We spent a lot of time talking about Eddie's fluid balance today. For cardiomyopathy patients, monitoring and controlling fluid intake and output is super important since too much fluid in the body makes it more difficult for a weak heart to pump effectively. In fact, the very first thing the cardiac ICU nurses do during rounds is to tick through the list of all positive and negative fluid flows (In: NG feeds, blood transfusions, IV medications; Out: Urine, chest tube drainage, bleeding) and then we set specific goals for what Eddie's net balance should be during the day.
When his fluid balance is too high, Eddie gets a fast-acting diuretic like Lasix. When he is dry, we may give him boluses of saline to bring him back in line. Being too wet or too dry has dramatic impact on how his Berlin pump fills and empties so we keep a very close eye on his status. Similar to how we walked the clotting/anti-coagulation tightrope last week, it is a real balancing act to ensure Eddie is in the best place possible for an eventual transplant.
So one of the reasons why the topic came up again today was related to drinking. You may remember that Eddie was drinking thickened juice last weekend before his tamponade episode pushed all oral nutrition options off the table. Now that he's in recovery, it's about time for Eddie to dip his toes in again and "fluid balance" reared it's ugly head. Because of their ongoing diuretic regimen, cardiomyopathy patients are often thirsty and Eddie is no exception. It is hard to watch him beg for something to drink and not be able to get anything in the immediate term.
Our doctors and nurses have been very flexible in letting us "bend the rules" from time to time, and I think they are doing their best to keep Eddie healthy. One of the other challenges comes in the form of his ability to swallow properly and keep oral liquids out of his windpipe. I wasn't at the hospital today for his speech therapy session, but it sounds like the results were "inconclusive" which will lead to further studies before giving him the full green light on drinking. In the meantime, they are allowing Eddie to drink small amounts of thickened liquid again which is much better than nothing.

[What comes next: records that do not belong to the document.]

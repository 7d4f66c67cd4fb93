//! Builtin functions (`print`, `len`, `range`, ...)

use std::str::FromStr;

use bytecode_system::BinaryOp;
use core_types::{make_bool, make_float, make_int, none, ErrorKind, RuntimeError, TaggedValue};
use num_bigint::BigInt;
use num_traits::{FromPrimitive, Signed};

use crate::arith::{as_f64, binary_op, ordering, truthy};
use crate::attributes::is_subclass;
use crate::containers;
use crate::exceptions::exception_matches;
use crate::format::{quote_str, repr, to_str, type_name};
use crate::heap::Heap;
use crate::iter;
use crate::object::{HeapObject, RangeObject};
use crate::runtime::Runtime;

/// A builtin function value.
#[derive(Debug, Clone, Copy, PartialEq, Eq, Hash)]
pub enum BuiltinFn {
    /// `print(*args)`
    Print,
    /// `len(x)`
    Len,
    /// `range(stop)` / `range(start, stop[, step])`
    Range,
    /// `str(x)`
    Str,
    /// `repr(x)`
    Repr,
    /// `int(x)`
    Int,
    /// `float(x)`
    Float,
    /// `bool(x)`
    Bool,
    /// `abs(x)`
    Abs,
    /// `min(...)`
    Min,
    /// `max(...)`
    Max,
    /// `sum(iterable[, start])`
    Sum,
    /// `list(iterable)`
    List,
    /// `tuple(iterable)`
    Tuple,
    /// `dict(mapping_or_pairs)`
    Dict,
    /// `set(iterable)`
    Set,
    /// `isinstance(x, cls)`
    IsInstance,
}

impl BuiltinFn {
    /// Every builtin function, in registration order
    pub const ALL: [BuiltinFn; 17] = [
        BuiltinFn::Print,
        BuiltinFn::Len,
        BuiltinFn::Range,
        BuiltinFn::Str,
        BuiltinFn::Repr,
        BuiltinFn::Int,
        BuiltinFn::Float,
        BuiltinFn::Bool,
        BuiltinFn::Abs,
        BuiltinFn::Min,
        BuiltinFn::Max,
        BuiltinFn::Sum,
        BuiltinFn::List,
        BuiltinFn::Tuple,
        BuiltinFn::Dict,
        BuiltinFn::Set,
        BuiltinFn::IsInstance,
    ];

    /// Global name of the builtin
    pub fn name(self) -> &'static str {
        match self {
            BuiltinFn::Print => "print",
            BuiltinFn::Len => "len",
            BuiltinFn::Range => "range",
            BuiltinFn::Str => "str",
            BuiltinFn::Repr => "repr",
            BuiltinFn::Int => "int",
            BuiltinFn::Float => "float",
            BuiltinFn::Bool => "bool",
            BuiltinFn::Abs => "abs",
            BuiltinFn::Min => "min",
            BuiltinFn::Max => "max",
            BuiltinFn::Sum => "sum",
            BuiltinFn::List => "list",
            BuiltinFn::Tuple => "tuple",
            BuiltinFn::Dict => "dict",
            BuiltinFn::Set => "set",
            BuiltinFn::IsInstance => "isinstance",
        }
    }
}

/// Reject calls with fewer than `min` or more than `max` arguments.
pub fn check_arity(name: &str, args: &[TaggedValue], min: usize, max: usize) -> Result<(), RuntimeError> {
    if (min..=max).contains(&args.len()) {
        return Ok(());
    }
    let plural = |n: usize| if n == 1 { "" } else { "s" };
    let expected = if min == max {
        match min {
            0 => "no arguments".to_string(),
            1 => "exactly one argument".to_string(),
            n => format!("exactly {} arguments", n),
        }
    } else if args.len() < min {
        format!("at least {} argument{}", min, plural(min))
    } else {
        format!("at most {} argument{}", max, plural(max))
    };
    Err(RuntimeError::type_error(format!(
        "{}() takes {} ({} given)",
        name,
        expected,
        args.len()
    )))
}

/// Invoke a builtin function.
pub fn call_builtin(
    rt: &mut Runtime,
    function: BuiltinFn,
    args: &[TaggedValue],
) -> Result<TaggedValue, RuntimeError> {
    let name = function.name();
    match function {
        BuiltinFn::Print => {
            let mut line = String::new();
            for (i, &arg) in args.iter().enumerate() {
                if i > 0 {
                    line.push(' ');
                }
                line.push_str(&to_str(&rt.heap, arg)?);
            }
            rt.write_line(&line)?;
            Ok(none())
        }
        BuiltinFn::Len => {
            check_arity(name, args, 1, 1)?;
            containers::len(&rt.heap, args[0]).map(make_int)
        }
        BuiltinFn::Range => {
            check_arity(name, args, 1, 3)?;
            let mut bounds = [0i64, 0, 1];
            for (i, &arg) in args.iter().enumerate() {
                bounds[i] = arg.as_int().ok_or_else(|| {
                    RuntimeError::type_error(format!(
                        "'{}' object cannot be interpreted as an integer",
                        type_name(&rt.heap, arg).unwrap_or_default()
                    ))
                })?;
            }
            let [start, stop, step] = match args.len() {
                1 => [0, bounds[0], 1],
                _ => bounds,
            };
            if step == 0 {
                return Err(RuntimeError::new(
                    ErrorKind::ValueError,
                    "range() arg 3 must not be zero",
                ));
            }
            Ok(rt.heap.alloc(HeapObject::Range(RangeObject { start, stop, step })))
        }
        BuiltinFn::Str => {
            check_arity(name, args, 0, 1)?;
            match args.first() {
                Some(&v) if rt.heap.as_str(v).is_some() => Ok(v),
                Some(&v) => {
                    let s = to_str(&rt.heap, v)?;
                    Ok(rt.heap.alloc_str(s))
                }
                None => Ok(rt.heap.alloc_str("")),
            }
        }
        BuiltinFn::Repr => {
            check_arity(name, args, 1, 1)?;
            let s = repr(&rt.heap, args[0])?;
            Ok(rt.heap.alloc_str(s))
        }
        BuiltinFn::Int => {
            check_arity(name, args, 0, 1)?;
            match args.first() {
                Some(&v) => to_int(&mut rt.heap, v),
                None => Ok(make_int(0)),
            }
        }
        BuiltinFn::Float => {
            check_arity(name, args, 0, 1)?;
            match args.first() {
                Some(&v) => to_float(&rt.heap, v).map(make_float),
                None => Ok(make_float(0.0)),
            }
        }
        BuiltinFn::Bool => {
            check_arity(name, args, 0, 1)?;
            match args.first() {
                Some(&v) => truthy(&rt.heap, v).map(make_bool),
                None => Ok(make_bool(false)),
            }
        }
        BuiltinFn::Abs => {
            check_arity(name, args, 1, 1)?;
            abs(&mut rt.heap, args[0])
        }
        BuiltinFn::Min | BuiltinFn::Max => {
            if args.is_empty() {
                return Err(RuntimeError::type_error(format!(
                    "{} expected at least 1 argument, got 0",
                    name
                )));
            }
            let candidates = if args.len() == 1 {
                iter::collect(&mut rt.heap, args[0])?
            } else {
                args.to_vec()
            };
            let mut best = *candidates.first().ok_or_else(|| {
                RuntimeError::new(
                    ErrorKind::ValueError,
                    format!("{}() arg is an empty sequence", name),
                )
            })?;
            for &candidate in &candidates[1..] {
                let order = ordering(&rt.heap, candidate, best, "<")?;
                let better = match function {
                    BuiltinFn::Min => order.is_some_and(|o| o.is_lt()),
                    _ => order.is_some_and(|o| o.is_gt()),
                };
                if better {
                    best = candidate;
                }
            }
            Ok(best)
        }
        BuiltinFn::Sum => {
            check_arity(name, args, 1, 2)?;
            let items = iter::collect(&mut rt.heap, args[0])?;
            let mut total = args.get(1).copied().unwrap_or(make_int(0));
            if rt.heap.as_str(total).is_some() {
                return Err(RuntimeError::type_error(
                    "sum() can't sum strings [use ''.join(seq) instead]",
                ));
            }
            for item in items {
                total = binary_op(&mut rt.heap, BinaryOp::Add, total, item)?;
            }
            Ok(total)
        }
        BuiltinFn::List | BuiltinFn::Tuple | BuiltinFn::Set => {
            check_arity(name, args, 0, 1)?;
            let items = match args.first() {
                Some(&v) => iter::collect(&mut rt.heap, v)?,
                None => Vec::new(),
            };
            match function {
                BuiltinFn::List => Ok(rt.heap.alloc_list(items)),
                BuiltinFn::Tuple => Ok(rt.heap.alloc_tuple(items)),
                _ => rt.heap.alloc_set(items),
            }
        }
        BuiltinFn::Dict => {
            check_arity(name, args, 0, 1)?;
            let pairs = match args.first() {
                Some(&v) => dict_pairs(&mut rt.heap, v)?,
                None => Vec::new(),
            };
            rt.heap.alloc_dict(pairs)
        }
        BuiltinFn::IsInstance => {
            check_arity(name, args, 2, 2)?;
            isinstance(&rt.heap, args[0], args[1]).map(make_bool)
        }
    }
}

fn to_int(heap: &mut Heap, value: TaggedValue) -> Result<TaggedValue, RuntimeError> {
    match value {
        TaggedValue::Int(_) => return Ok(value),
        TaggedValue::Bool(b) => return Ok(make_int(b as i64)),
        TaggedValue::Float(f) => {
            if f.is_nan() {
                return Err(RuntimeError::new(
                    ErrorKind::ValueError,
                    "cannot convert float NaN to integer",
                ));
            }
            if f.is_infinite() {
                return Err(RuntimeError::new(
                    ErrorKind::ValueError,
                    "cannot convert float infinity to integer",
                ));
            }
            let truncated = f.trunc();
            return Ok(match BigInt::from_f64(truncated) {
                Some(n) => heap.int_from_big(n),
                None => make_int(truncated as i64),
            });
        }
        _ => {}
    }
    if heap.is_bigint(value) {
        return Ok(value);
    }
    if let Some(text) = heap.as_str(value) {
        let parsed = BigInt::from_str(text.trim()).ok();
        let literal = quote_str(text);
        return match parsed {
            Some(n) => Ok(heap.int_from_big(n)),
            None => Err(RuntimeError::new(
                ErrorKind::ValueError,
                format!("invalid literal for int() with base 10: {}", literal),
            )),
        };
    }
    Err(RuntimeError::type_error(format!(
        "int() argument must be a string or a number, not '{}'",
        type_name(heap, value)?
    )))
}

fn to_float(heap: &Heap, value: TaggedValue) -> Result<f64, RuntimeError> {
    if let Some(f) = as_f64(heap, value) {
        return Ok(f);
    }
    if let Some(text) = heap.as_str(value) {
        return text.trim().parse::<f64>().map_err(|_| {
            RuntimeError::new(
                ErrorKind::ValueError,
                format!("could not convert string to float: {}", quote_str(text)),
            )
        });
    }
    Err(RuntimeError::type_error(format!(
        "float() argument must be a string or a number, not '{}'",
        type_name(heap, value)?
    )))
}

fn abs(heap: &mut Heap, value: TaggedValue) -> Result<TaggedValue, RuntimeError> {
    match value {
        TaggedValue::Int(i) => Ok(match i.checked_abs() {
            Some(a) => make_int(a),
            None => heap.int_from_big(BigInt::from(i).abs()),
        }),
        TaggedValue::Bool(b) => Ok(make_int(b as i64)),
        TaggedValue::Float(f) => Ok(make_float(f.abs())),
        _ => match heap.as_bigint(value) {
            Some(n) => Ok(heap.int_from_big(n.abs())),
            None => Err(RuntimeError::type_error(format!(
                "bad operand type for abs(): '{}'",
                type_name(heap, value)?
            ))),
        },
    }
}

fn dict_pairs(
    heap: &mut Heap,
    value: TaggedValue,
) -> Result<Vec<(TaggedValue, TaggedValue)>, RuntimeError> {
    if let Some(HeapObject::Dict(d)) = heap.object(value)? {
        return Ok(d.entries().to_vec());
    }
    let mut pairs = Vec::new();
    for (i, element) in iter::collect(heap, value)?.into_iter().enumerate() {
        let pair = iter::collect(heap, element)?;
        match pair.as_slice() {
            &[k, v] => pairs.push((k, v)),
            other => {
                return Err(RuntimeError::new(
                    ErrorKind::ValueError,
                    format!(
                        "dictionary update sequence element #{} has length {}; 2 is required",
                        i,
                        other.len()
                    ),
                ))
            }
        }
    }
    Ok(pairs)
}

/// `isinstance(value, cls)`; `cls` may be a tuple of classes.
pub fn isinstance(heap: &Heap, value: TaggedValue, cls: TaggedValue) -> Result<bool, RuntimeError> {
    let object = heap.object(value)?;
    match heap.object(cls)? {
        Some(HeapObject::Tuple(options)) => {
            for &option in options {
                if isinstance(heap, value, option)? {
                    return Ok(true);
                }
            }
            Ok(false)
        }
        Some(HeapObject::Class(_)) => match (object, cls.as_object()) {
            (Some(HeapObject::Instance(inst)), Some(class)) => is_subclass(heap, inst.class, class),
            _ => Ok(false),
        },
        Some(HeapObject::ExceptionType(kind)) => exception_matches(heap, value, *kind),
        Some(HeapObject::Builtin(f)) => Ok(match f {
            BuiltinFn::Int => {
                matches!(value, TaggedValue::Int(_) | TaggedValue::Bool(_))
                    || matches!(object, Some(HeapObject::BigInt(_)))
            }
            BuiltinFn::Float => matches!(value, TaggedValue::Float(_)),
            BuiltinFn::Bool => matches!(value, TaggedValue::Bool(_)),
            BuiltinFn::Str => matches!(object, Some(HeapObject::Str(_))),
            BuiltinFn::List => matches!(object, Some(HeapObject::List(_))),
            BuiltinFn::Tuple => matches!(object, Some(HeapObject::Tuple(_))),
            BuiltinFn::Dict => matches!(object, Some(HeapObject::Dict(_))),
            BuiltinFn::Set => matches!(object, Some(HeapObject::Set(_))),
            BuiltinFn::Range => matches!(object, Some(HeapObject::Range(_))),
            _ => return Err(isinstance_type_error()),
        }),
        _ => Err(isinstance_type_error()),
    }
}

fn isinstance_type_error() -> RuntimeError {
    RuntimeError::type_error("isinstance() arg 2 must be a type or tuple of types")
}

Otherwise, today was a pretty good day. His chest output seems to be increasing, but it is still primarily serous rather than bloody. Berlin wasn't filling perfectly, but ok. Good perfusion and warm all over. Most notably, he is more animated every day and is talking more and more. We spent 15-20 minutes this morning playing with several of his puppets (including his favorite, the Chicken Beaver . . . don't ask . . .) and he was laughing freely. So good to see the smiles and hear the laughter that we love.
Turning back to Easter, forgive my personal indulgence, but I wanted to share one of my favorite devotional poems from my favorite devotional poet, George Herbert. Few people read Herbert anymore and I can understand why . . . it's religious, difficult to understand, and, well, 400 years old. However, I am always impressed by its (and his) humility. This was a man who was born into an aristocratic family, close friends with John Donne, was a favorite of King James I, and yet rejected material and secular rewards and pursued the quiet life of a parish priest and poet.
Herbert's pattern poem "Easter Wings" is remarkable not only for its novel conceit (Wow! A poem shaped like wings!), but for the way each stanza closes, managing to find not sorrow in adversity and trial, but rather enlightenment and joy ("Then shall the fall further the flight in me / Affliction shall advance the flight in me.") While I don't relish the idea of walking the difficult path ahead, I do find comfort in knowing that we'll arrive at our destination more enlightened than otherwise.
And finally, I thought I'd include a link to a sermon that has brought me great comfort since I heard it a few years ago. Jeffrey R. Holland is a former president of Brigham Young University and of the American Association of Presidents of Independent Colleges and Universities. He has received the Torch of Liberty award from the Anti-Defamation League. And he now serves as a member of the Quorum of the Twelve Apostles of the Church of Jesus Christ of Latter-day Saints.
While Elder Holland's talk clocks in at over 18 minutes (well worth the investment), I was struck by his comments that start around 12:18.
[Jesus'] solitary journey brought great company for our little version of that path—the merciful care of our Father in Heaven, the unfailing companionship of this Beloved Son, the consummate gift of the Holy Ghost, angels in heaven, family members on both sides of the veil, prophets and apostles, teachers, leaders, friends. All of these and more have been given as companions for our mortal journey because of the Atonement of Jesus Christ and the Restoration of His gospel. Trumpeted from the summit of Calvary is the truth that we will never be left alone nor unaided, even if sometimes we may feel that we are.
As we approach this holy week—Passover Thursday with its Paschal Lamb, atoning Friday with its cross, Resurrection Sunday with its empty tomb—may we declare ourselves to be more fully disciples of the Lord Jesus Christ, not in word only and not only in the flush of comfortable times but in deed and in courage and in faith, including when the path is lonely and when our cross is difficult to bear.
Our family has passed some very difficult days and nights recently, yet never have we doubted the care of our loving friends and family. You have been saviors to us in so many ways and we feel your hands, your tears, and your words as vicarious blessings from our Exemplar par excellence. You are His hands, and we are profoundly thankful for it.